A ‘fishing expedition’

Trumped-up charges and sloppy case work have no place in the judicial system. That’s the stern reminder once again served the Philippine National Police when Mandaluyong City Judge Monique Quisumbing Ignacio threw out last week the illegal possession of firearms and explosives case the PNP had lodged against journalist Lady Ann Salem and trade unionist Rodrigo Esparago.

Ignacio, presiding judge of the Mandaluyong City Regional Trial Court Branch 209, specifically scored the PNP’s charges for what she said were the blatant and significant inconsistencies in the testimonies of informant Kharl Lou Geronimo, patrolman Ernie Ambuyoc, and Police Capt. Michael Nathaniel Visco of the Criminal Investigation and Detection Group-National Capital Region Field Unit. Their words “cannot be given full faith and credence” because of “numerous inconsistencies and contradictions” in their testimonies, said Ignacio in her Feb. 5 order.

Ambuyoc, for example, said in his affidavit that he saw Salem taking photos of firearms before encoding them in a laptop. But in the actual hearing, he said it was Esparago that took the photos. He also testified that the firearms were placed in a single bag; Geronimo said there were three bags. And the operatives could not get their story straight on whether the firearms were encased in bubble wrap.

“There were not enough facts and circumstances which would lead a reasonably direct and prudent man to believe that an offense has been committed,” Ignacio concluded.

She also declared “null and void” for lack of probable cause the search warrant issued by Judge Cecilyn Burgos-

Villavert of Quezon City RTC Branch 89, which was used by the police to enter the accused’s condominium unit in Mandaluyong City where firearms and explosives were allegedly seized, along with other items such as laptops and gadgets. The warrant “suffered from vagueness,” noted Ignacio, because it did not “specify with sufficient particularity the laptop and cellphone to be seized… They [the police] undertook a ‘fishing expedition to seize and confiscate’ any and all cellphones and laptops they found in the premises.” Thus, all of the evidence collected were deemed inadmissible and the records expunged.

Ignacio then admonished the police authorities, saying “there is a right way to do the right thing at the right time for the right reason.”

Salem, editor of red-tagged alternative media site Manila Today, and Esparago, founding member of the Sandigang Manggagawa ng Quezon City, were among the so-called “Human Rights Day 7” who were arrested on Dec. 10, 2020, International Human Rights Day itself.

The Public Interest Law Center, Salem’s counsel, welcomed the dismissal as “a severe blow to the National Task Force to End Local Communist Armed Conflict, which claimed the arrests as a victory in the anti-insurgency campaign. The first blow was their failure to assert this in court. The nail in the coffin is the dismissal of the cases, exposing not just faulty police work but vicious political persecution.”

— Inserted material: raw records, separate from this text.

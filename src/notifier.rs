use tracing::{debug, info};

use crate::config::TelegramConfig;
use crate::error::NotifyError;
use crate::http_client::http_client;

pub trait Notify {
    fn send(&self, message: &str) -> Result<(), NotifyError>;
}

impl<T: Notify + ?Sized> Notify for &T {
    fn send(&self, message: &str) -> Result<(), NotifyError> {
        (**self).send(message)
    }
}

/// Telegram Bot API `sendMessage`, Markdown parse mode.
#[derive(Debug, Clone)]
pub struct TelegramNotifier {
    config: TelegramConfig,
}

impl TelegramNotifier {
    pub fn new(config: TelegramConfig) -> Self {
        Self { config }
    }

    pub fn send_message_url(&self) -> String {
        format!("{}/bot{}/sendMessage", self.config.api_base, self.config.token)
    }

    pub fn query_params<'a>(&'a self, message: &'a str) -> [(&'static str, &'a str); 3] {
        [
            ("chat_id", self.config.chat_id.as_str()),
            ("text", message),
            ("parse_mode", "Markdown"),
        ]
    }
}

impl Notify for TelegramNotifier {
    fn send(&self, message: &str) -> Result<(), NotifyError> {
        let client = http_client().map_err(NotifyError::Client)?;
        debug!(chat_id = %self.config.chat_id, chars = message.len(), "sending telegram message");

        let resp = client
            .get(self.send_message_url())
            .query(&self.query_params(message))
            .send()
            // reqwest errors embed the URL, and the URL embeds the token.
            .map_err(|err| NotifyError::Transport(err.without_url()))?;
        let status = resp.status();
        if !status.is_success() {
            return Err(NotifyError::Status { status });
        }
        info!(chat_id = %self.config.chat_id, "telegram message delivered");
        Ok(())
    }
}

Indeed, the PNP’s latest embarrassment testifies to its propensity for shortcuts and faulty case buildups in its zeal to go after those it deems enemies.

In October last year, Judge Amelia Lourdes Mendoza of the Negros Oriental RTC Branch 34 likewise rapped the appalling misbehavior by law enforcers against five suspects whose cases the judge determined to have been fabricated by agents of the Philippine Drug Enforcement Agency. The five accused had been illegally arrested and the evidence against them was inadmissible, ruled Mendoza.

In December of the same year, it was the turn of the Office of the City Prosecutor of Manila to push back against the police, dismissing a complaint filed by the Manila Police District against LGBTQ activists rallying against the controversial anti-terrorism bill after finding no probable cause to charge them with illegal assembly, resisting arrest, and violating quarantine protocols. Assistant City Prosecutor Kristine Cirilo noted that the complaining police officers could not even name the organizers and leaders of the march who could be penalized for supposedly holding the assembly without a permit.

Mendoza’s October 2020 ruling contained ringing reminders not only for her colleagues in the judiciary (“The courts must step in and take the cudgels for individual liberties, and in no other situation is this duty more critical and necessary than when the supposed protectors of law and order become the perpetrators themselves,’’ she said), but, more pointedly, for the police force: “Mere expediency was never intended as an excuse for constitutional shortcuts, which are abhorrent to the rule of law ideals defining constitutionalism in this country.” The police better take heed, or it will continue to suffer humiliations before the country’s conscientious courts.